The Bible never has a good word to say about magicians or astrologers. In the Book of Isaiah the people are mocked for trusting in them:
“But evil will come upon you, which you cannot charm away…  Stand fast in your enchantments and your many sorceries … perhaps you may be able to succeed … let those who study the heavens stand up and save you, those who gaze at the stars and at each new moon predict what shall befall you.” (Isa 47:11-13).

Today we have our “stars” in the newspapers, but few take their predictions seriously, and orthodox Christians generally disapprove.

Unanswered question number one: what does this story imply about astrology?

It is also clear that they were not of the Jewish faith, nor did they share the Jewish expectation of the Messiah. They were probably Zoroastrians. Unanswered question number two: after this experience, did they “see the folly of their ways” and become believers in the God of the Bible?

Number three: did they, years later, hear the story of Jesus and become Christians?

And number four: if they did not, and if (as traditional evangelical doctrine asserts) only born again believers in Christ go to heaven, where are they now?

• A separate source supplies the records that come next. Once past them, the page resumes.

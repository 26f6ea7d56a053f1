use {
    crate::{
        domain::{BidCandidate, BidResponse, Cpm, Origin, Signals},
        infra::BidTransport,
    },
    std::{collections::{BTreeMap, HashMap}, time::Duration},
};

/// How a fake buyer answers.
#[derive(Debug, Clone)]
pub struct Answer {
    amount: &'static str,
    delay: Duration,
    signals: Option<Signals>,
}

impl Answer {
    pub fn bid(amount: &'static str) -> Self {
        Self {
            amount,
            delay: Duration::ZERO,
            signals: None,
        }
    }

    pub fn after(mut self, delay: Duration) -> Self {
        self.delay = delay;
        self
    }

    pub fn signals(mut self, signals: Signals) -> Self {
        self.signals = Some(signals);
        self
    }
}

/// In-process transport. Buyers without an answer never respond.
#[derive(Debug, Default)]
pub struct Transport(HashMap<Origin, Answer>);

impl Transport {
    pub fn answer(mut self, buyer: &str, answer: Answer) -> Self {
        self.0.insert(buyer.into(), answer);
        self
    }
}

#[async_trait::async_trait]
impl BidTransport for Transport {
    async fn request_bid(
        &self,
        candidate: &BidCandidate,
        _: &BTreeMap<String, String>,
    ) -> BidResponse {
        let Some(answer) = self.0.get(&candidate.buyer) else {
            return futures::future::pending().await;
        };
        tokio::time::sleep(answer.delay).await;
        let amount = answer.amount.parse::<Cpm>().unwrap();
        BidResponse {
            amount,
            render_url: Some(format!("{}/ads/{amount}", candidate.buyer)),
            buyer_signals: answer.signals.clone(),
            ..BidResponse::no_bid(candidate)
        }
    }
}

This apparently simple story leaves a lot of questions unanswered! But in this respect it is closer to our present-day experience of faith than we often realise. In today’s multi-cultural society the old “certainties” don’t hold any more. Life isn’t as simple as we used to think.

The story of the Magi is meant to tell us that Jesus came for the whole world. But how does this work out in practice? Can people be led to Christ through other faiths or by means we think are heretical or superstitious? And if so does this mean they are meant to become Christians? And if not, can we say that it really doesn’t matter what you believe? Yet more unanswered questions!

This is the nature, and the power, of the Bible. It  doesn’t give us answers: it gives us stories and leaves us to work out their meaning in the confusion and ambiguity of real life.